PROBLEM TO WORK ON: Each line of the data should be given again exactly.

Stored data entries:
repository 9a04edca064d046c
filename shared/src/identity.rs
//! Session identity announced to the realtime backend
//!
//! The `identify` handshake carries exactly this payload:
//! ```json
//! { "userType": "tiffin_partner", "userId": "u1" }
//! ```

use serde::{Deserialize, Serialize};
use std::fmt;
use std::str::FromStr;
use thiserror::Error;

/// Kind of actor on the platform
#[derive(Debug, Clone, Copy, PartialEq, Eq, Hash, Serialize, Deserialize)]
#[serde(rename_all = "snake_case")]
pub enum UserType {
    /// Bike ride customer
    Rider,
    /// Bike or heavy-vehicle driver
    Driver,
    /// Tiffin / food vendor
    TiffinPartner,
    /// Food ordering customer
    Customer,
}

impl UserType {
    pub fn as_str(&self) -> &'static str {
        match self {
            UserType::Rider => "rider",
            UserType::Driver => "driver",
            UserType::TiffinPartner => "tiffin_partner",
            UserType::Customer => "customer",
        }
    }
}

impl fmt::Display for UserType {
    fn fmt(&self, f: &mut fmt::Formatter<'_>) -> fmt::Result {
        f.write_str(self.as_str())
    }
}

#[derive(Debug, Clone, PartialEq, Eq, Error)]
pub enum IdentityError {
    #[error("Unknown user type: {0}")]
    UnknownUserType(String),
}

impl FromStr for UserType {
    type Err = IdentityError;

    fn from_str(s: &str) -> Result<Self, Self::Err> {
        match s {
            "rider" => Ok(UserType::Rider),
            "driver" => Ok(UserType::Driver),
            "tiffin_partner" => Ok(UserType::TiffinPartner),
            "customer" => Ok(UserType::Customer),
            other => Err(IdentityError::UnknownUserType(other.to_string())),
        }
    }
}

/// The `{userType, userId}` pair identifying the authenticated actor.
///
/// Construction does not validate `user_id`; the session manager refuses
/// identities without one.
#[derive(Debug, Clone, PartialEq, Eq, Hash, Serialize, Deserialize)]
#[serde(rename_all = "camelCase")]
pub struct SessionIdentity {
    pub user_type: UserType,
    pub user_id: String,
}

impl SessionIdentity {
    pub fn new(user_type: UserType, user_id: impl Into<String>) -> Self {
        Self {
            user_type,
            user_id: user_id.into(),
        }
    }

    /// True when the identity carries a usable (non-blank) user id
    pub fn has_user_id(&self) -> bool {
        !self.user_id.trim().is_empty()
    }
}

impl fmt::Display for SessionIdentity {
    fn fmt(&self, f: &mut fmt::Formatter<'_>) -> fmt::Result {
        write!(f, "{}:{}", self.user_type, self.user_id)
    }
}
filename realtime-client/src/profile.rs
//! Profile Service: resolves a stored token into the user's id

use async_trait::async_trait;
use shared::client::Profile;

use crate::{ClientConfig, ClientResult, HttpClient};

/// Looks up the profile that owns a bearer token
#[async_trait]
pub trait ProfileService: Send + Sync {
    async fn fetch_profile(&self, token: &str) -> ClientResult<Profile>;
}

/// [`ProfileService`] backed by `GET /profile`
#[derive(Debug, Clone)]
pub struct HttpProfileService {
    http: HttpClient,
}

impl HttpProfileService {
    pub fn new(http: HttpClient) -> Self {
        Self { http }
    }

    pub fn from_config(config: &ClientConfig) -> ClientResult<Self> {
        Ok(Self::new(HttpClient::new(config)?))
    }
}

#[async_trait]
impl ProfileService for HttpProfileService {
    async fn fetch_profile(&self, token: &str) -> ClientResult<Profile> {
        let profile = self.http.clone().with_token(token).profile().await?;
        tracing::debug!(user_id = %profile.id, "Profile resolved");
        Ok(profile)
    }
}
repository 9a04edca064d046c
/// Mock server configuration
///
/// | 环境变量 | 默认值 | 说明 |
/// |----------|--------|------|
/// | MOCK_BIND_ADDR | 127.0.0.1:4000 | 监听地址 |
/// | MOCK_TOKENS | dev-token:dev-user | 逗号分隔的 `token:user_id` 列表 |
#[derive(Debug, Clone)]
pub struct MockConfig {
    pub bind_addr: String,
    /// `(token, user_id)` pairs accepted by `/profile` and `/socket`
    pub tokens: Vec<(String, String)>,
}

impl MockConfig {
    /// 从环境变量加载配置
    pub fn from_env() -> Self {
        Self {
            bind_addr: std::env::var("MOCK_BIND_ADDR").unwrap_or_else(|_| "127.0.0.1:4000".into()),
            tokens: std::env::var("MOCK_TOKENS")
                .map(|v| parse_tokens(&v))
                .unwrap_or_else(|_| vec![("dev-token".into(), "dev-user".into())]),
        }
    }
}

/// `"a:u1, b:u2"` -> `[(a, u1), (b, u2)]`; malformed entries are skipped
fn parse_tokens(raw: &str) -> Vec<(String, String)> {
    raw.split(',')
        .filter_map(|pair| {
            let (token, user) = pair.trim().split_once(':')?;
            let (token, user) = (token.trim(), user.trim());
            (!token.is_empty() && !user.is_empty()).then(|| (token.to_string(), user.to_string()))
        })
        .collect()
}
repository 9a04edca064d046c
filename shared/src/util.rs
/// 获取当前 UTC 时间戳（毫秒）
pub fn now_millis() -> i64 {
    chrono::Utc::now().timestamp_millis()
}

OUTPUT BELOW:
repository 9a04edca064d046c
filename shared/src/identity.rs
//! Session identity announced to the realtime backend
//!
//! The `identify` handshake carries exactly this payload:
//! ```json
//! { "userType": "tiffin_partner", "userId": "u1" }
//! ```

use serde::{Deserialize, Serialize};
use std::fmt;
use std::str::FromStr;
use thiserror::Error;

/// Kind of actor on the platform
#[derive(Debug, Clone, Copy, PartialEq, Eq, Hash, Serialize, Deserialize)]
#[serde(rename_all = "snake_case")]
pub enum UserType {
    /// Bike ride customer
    Rider,
    /// Bike or heavy-vehicle driver
    Driver,
    /// Tiffin / food vendor
    TiffinPartner,
    /// Food ordering customer
    Customer,
}

impl UserType {
    pub fn as_str(&self) -> &'static str {
        match self {
            UserType::Rider => "rider",
            UserType::Driver => "driver",
            UserType::TiffinPartner => "tiffin_partner",
            UserType::Customer => "customer",
        }
    }
}

impl fmt::Display for UserType {
    fn fmt(&self, f: &mut fmt::Formatter<'_>) -> fmt::Result {
        f.write_str(self.as_str())
    }
}

#[derive(Debug, Clone, PartialEq, Eq, Error)]
pub enum IdentityError {
    #[error("Unknown user type: {0}")]
    UnknownUserType(String),
}

impl FromStr for UserType {
    type Err = IdentityError;

    fn from_str(s: &str) -> Result<Self, Self::Err> {
        match s {
            "rider" => Ok(UserType::Rider),
            "driver" => Ok(UserType::Driver),
            "tiffin_partner" => Ok(UserType::TiffinPartner),
            "customer" => Ok(UserType::Customer),
            other => Err(IdentityError::UnknownUserType(other.to_string())),
        }
    }
}

/// The `{userType, userId}` pair identifying the authenticated actor.
///
/// Construction does not validate `user_id`; the session manager refuses
/// identities without one.
#[derive(Debug, Clone, PartialEq, Eq, Hash, Serialize, Deserialize)]
#[serde(rename_all = "camelCase")]
pub struct SessionIdentity {
    pub user_type: UserType,
    pub user_id: String,
}

impl SessionIdentity {
    pub fn new(user_type: UserType, user_id: impl Into<String>) -> Self {
        Self {
            user_type,
            user_id: user_id.into(),
        }
    }

    /// True when the identity carries a usable (non-blank) user id
    pub fn has_user_id(&self) -> bool {
        !self.user_id.trim().is_empty()
    }
}

impl fmt::Display for SessionIdentity {
    fn fmt(&self, f: &mut fmt::Formatter<'_>) -> fmt::Result {
        write!(f, "{}:{}", self.user_type, self.user_id)
    }
}
filename realtime-client/src/profile.rs
//! Profile Service: resolves a stored token into the user's id

use async_trait::async_trait;
use shared::client::Profile;

use crate::{ClientConfig, ClientResult, HttpClient};

/// Looks up the profile that owns a bearer token
#[async_trait]
pub trait ProfileService: Send + Sync {
    async fn fetch_profile(&self, token: &str) -> ClientResult<Profile>;
}

/// [`ProfileService`] backed by `GET /profile`
#[derive(Debug, Clone)]
pub struct HttpProfileService {
    http: HttpClient,
}

impl HttpProfileService {
    pub fn new(http: HttpClient) -> Self {
        Self { http }
    }

    pub fn from_config(config: &ClientConfig) -> ClientResult<Self> {
        Ok(Self::new(HttpClient::new(config)?))
    }
}

#[async_trait]
impl ProfileService for HttpProfileService {
    async fn fetch_profile(&self, token: &str) -> ClientResult<Profile> {
        let profile = self.http.clone().with_token(token).profile().await?;
        tracing::debug!(user_id = %profile.id, "Profile resolved");
        Ok(profile)
    }
}
repository 9a04edca064d046c
/// Mock server configuration
///
/// | 环境变量 | 默认值 | 说明 |
/// |----------|--------|------|
/// | MOCK_BIND_ADDR | 127.0.0.1:4000 | 监听地址 |
/// | MOCK_TOKENS | dev-token:dev-user | 逗号分隔的 `token:user_id` 列表 |
#[derive(Debug, Clone)]
pub struct MockConfig {
    pub bind_addr: String,
    /// `(token, user_id)` pairs accepted by `/profile` and `/socket`
    pub tokens: Vec<(String, String)>,
}

impl MockConfig {
    /// 从环境变量加载配置
    pub fn from_env() -> Self {
        Self {
            bind_addr: std::env::var("MOCK_BIND_ADDR").unwrap_or_else(|_| "127.0.0.1:4000".into()),
            tokens: std::env::var("MOCK_TOKENS")
                .map(|v| parse_tokens(&v))
                .unwrap_or_else(|_| vec![("dev-token".into(), "dev-user".into())]),
        }
    }
}

/// `"a:u1, b:u2"` -> `[(a, u1), (b, u2)]`; malformed entries are skipped
fn parse_tokens(raw: &str) -> Vec<(String, String)> {
    raw.split(',')
        .filter_map(|pair| {
            let (token, user) = pair.trim().split_once(':')?;
            let (token, user) = (token.trim(), user.trim());
            (!token.is_empty() && !user.is_empty()).then(|| (token.to_string(), user.to_string()))
        })
        .collect()
}
repository 9a04edca064d046c
filename shared/src/util.rs
/// 获取当前 UTC 时间戳（毫秒）
pub fn now_millis() -> i64 {
    chrono::Utc::now().timestamp_millis()
}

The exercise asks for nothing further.